Directions
Each line in the entries that has the word "outcome" has to be copied.

Task data
__________________________________________________

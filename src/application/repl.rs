use crate::application::todo_service::{Prompter, TodoService};
use crate::domain::todo::TodoState;
use crate::infrastructure::calendar_gateway::CalendarGateway;
use crate::infrastructure::error::InfraError;
use log::debug;
use std::fmt;
use std::io::{BufRead, Write};

pub const PROMPT: &str = "> ";
pub const HELP: &str = "Valid commands: a, r, p, l, ok, re, rm, mk, al, q";
const FALLBACK_TERMINAL_WIDTH: usize = 80;

#[derive(Debug, Clone, PartialEq, Eq)]
pub enum Command {
    Back,
    Forward,
    PrintOffset,
    List,
    Mark(String),
    Reopen(String),
    Remove(String),
    Make(String),
    AllDay(String),
    Quit,
}

/// Malformed input; displays as the line to show the user.
#[derive(Debug, Clone, Copy, PartialEq, Eq)]
pub struct UsageError(&'static str);

impl fmt::Display for UsageError {
    fn fmt(&self, f: &mut fmt::Formatter<'_>) -> fmt::Result {
        f.write_str(self.0)
    }
}

impl std::error::Error for UsageError {}

impl Command {
    /// Parses one input line. Blank lines yield `Ok(None)`.
    pub fn parse(line: &str) -> Result<Option<Self>, UsageError> {
        let mut tokens = line.split_whitespace();
        let Some(name) = tokens.next() else {
            return Ok(None);
        };
        let args = tokens.collect::<Vec<_>>();

        let command = match name {
            "a" => Self::Back,
            "r" => Self::Forward,
            "p" => Self::PrintOffset,
            "l" => Self::List,
            "q" => Self::Quit,
            "ok" => Self::Mark(single_arg(&args, "ok <substring of event name to mark as done>")?),
            "re" => Self::Reopen(single_arg(&args, "re <substring of event name to reopen>")?),
            "rm" => Self::Remove(single_arg(&args, "rm <substring of event name to remove>")?),
            "al" => Self::AllDay(single_arg(
                &args,
                "al <substring of timed event name to convert>",
            )?),
            "mk" => {
                if args.is_empty() {
                    return Err(UsageError("mk <name of event to add>"));
                }
                Self::Make(args.join(" "))
            }
            _ => return Err(UsageError(HELP)),
        };
        Ok(Some(command))
    }
}

fn single_arg(args: &[&str], usage: &'static str) -> Result<String, UsageError> {
    match args {
        [value] => Ok((*value).to_string()),
        _ => Err(UsageError(usage)),
    }
}

/// Interactive state carried between commands.
#[derive(Debug, Clone, Copy, Default, PartialEq, Eq)]
pub struct Session {
    pub day_offset: i64,
}

/// Line-oriented terminal: the REPL reads commands and confirmations from it.
pub struct Console<R, W> {
    input: R,
    output: W,
}

impl<R, W> Console<R, W>
where
    R: BufRead,
    W: Write,
{
    pub fn new(input: R, output: W) -> Self {
        Self { input, output }
    }

    pub fn into_output(self) -> W {
        self.output
    }

    /// Writes `prompt` and reads one line without its terminator; `None` at end of input.
    fn ask(&mut self, prompt: &str) -> Result<Option<String>, InfraError> {
        write!(self.output, "{prompt}")?;
        self.output.flush()?;
        let mut line = String::new();
        if self.input.read_line(&mut line)? == 0 {
            return Ok(None);
        }
        let trimmed = line.trim_end_matches(['\r', '\n']).len();
        line.truncate(trimmed);
        Ok(Some(line))
    }

    fn say(&mut self, message: impl fmt::Display) -> Result<(), InfraError> {
        writeln!(self.output, "{message}")?;
        Ok(())
    }
}

impl<R, W> Prompter for Console<R, W>
where
    R: BufRead,
    W: Write,
{
    fn confirm(&mut self, prompt: &str) -> Result<bool, InfraError> {
        Ok(self.ask(prompt)?.as_deref() == Some("y"))
    }
}

pub struct Repl<G, R, W>
where
    G: CalendarGateway,
{
    service: TodoService<G>,
    console: Console<R, W>,
    session: Session,
    terminal_width: fn() -> usize,
}

impl<G, R, W> Repl<G, R, W>
where
    G: CalendarGateway,
    R: BufRead,
    W: Write,
{
    pub fn new(service: TodoService<G>, console: Console<R, W>) -> Self {
        Self {
            service,
            console,
            session: Session::default(),
            terminal_width,
        }
    }

    pub fn with_terminal_width(mut self, terminal_width: fn() -> usize) -> Self {
        self.terminal_width = terminal_width;
        self
    }

    pub fn session(&self) -> Session {
        self.session
    }

    pub fn into_parts(self) -> (TodoService<G>, Console<R, W>) {
        (self.service, self.console)
    }

    /// Reads commands until `q` or end of input. Usage mistakes are reported
    /// and the loop continues; calendar and authorization errors end it.
    pub async fn run(&mut self) -> Result<(), InfraError> {
        while let Some(line) = self.console.ask(PROMPT)? {
            let command = match Command::parse(&line) {
                Ok(Some(command)) => command,
                Ok(None) => continue,
                Err(usage) => {
                    self.console.say(usage)?;
                    continue;
                }
            };
            debug!("event=command status=start command={command:?} offset={}", self.session.day_offset);
            if command == Command::Quit {
                break;
            }
            self.execute(command).await?;
        }
        self.console.output.flush()?;
        Ok(())
    }

    async fn execute(&mut self, command: Command) -> Result<(), InfraError> {
        let offset = self.session.day_offset;
        let outcome = match command {
            Command::Back => {
                self.session.day_offset = offset.saturating_sub(1);
                return Ok(());
            }
            Command::Forward => {
                self.session.day_offset = offset.saturating_add(1);
                return Ok(());
            }
            Command::PrintOffset => return self.console.say(format_args!("delta = {offset}")),
            Command::List => {
                let state = self.service.snapshot(offset).await?;
                let width = (self.terminal_width)();
                render_state(&state, width, &mut self.console.output)?;
                return Ok(());
            }
            Command::Quit => return Ok(()),
            Command::Mark(needle) => self.service.mark(offset, &needle).await?,
            Command::Reopen(needle) => self.service.unmark(offset, &needle).await?,
            Command::Remove(needle) => self.service.remove(offset, &needle, &mut self.console).await?,
            Command::Make(name) => self.service.make(offset, &name).await?,
            Command::AllDay(needle) => self.service.normalize_all_day(offset, &needle).await?,
        };
        self.console.say(outcome)
    }
}

/// Done names, a dashed rule as wide as the terminal, then pending names.
pub fn render_state<W>(state: &TodoState, width: usize, out: &mut W) -> Result<(), InfraError>
where
    W: Write,
{
    for entry in &state.done {
        writeln!(out, "{}", entry.name())?;
    }
    writeln!(out, "{}", "-".repeat(width))?;
    for entry in &state.pending {
        writeln!(out, "{}", entry.name())?;
    }
    Ok(())
}

pub fn terminal_width() -> usize {
    match crossterm::terminal::size() {
        Ok((columns, _)) if columns > 0 => usize::from(columns),
        _ => FALLBACK_TERMINAL_WIDTH,
    }
}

__________________________________________________

Response area
        let outcome = match command {
        self.console.say(outcome)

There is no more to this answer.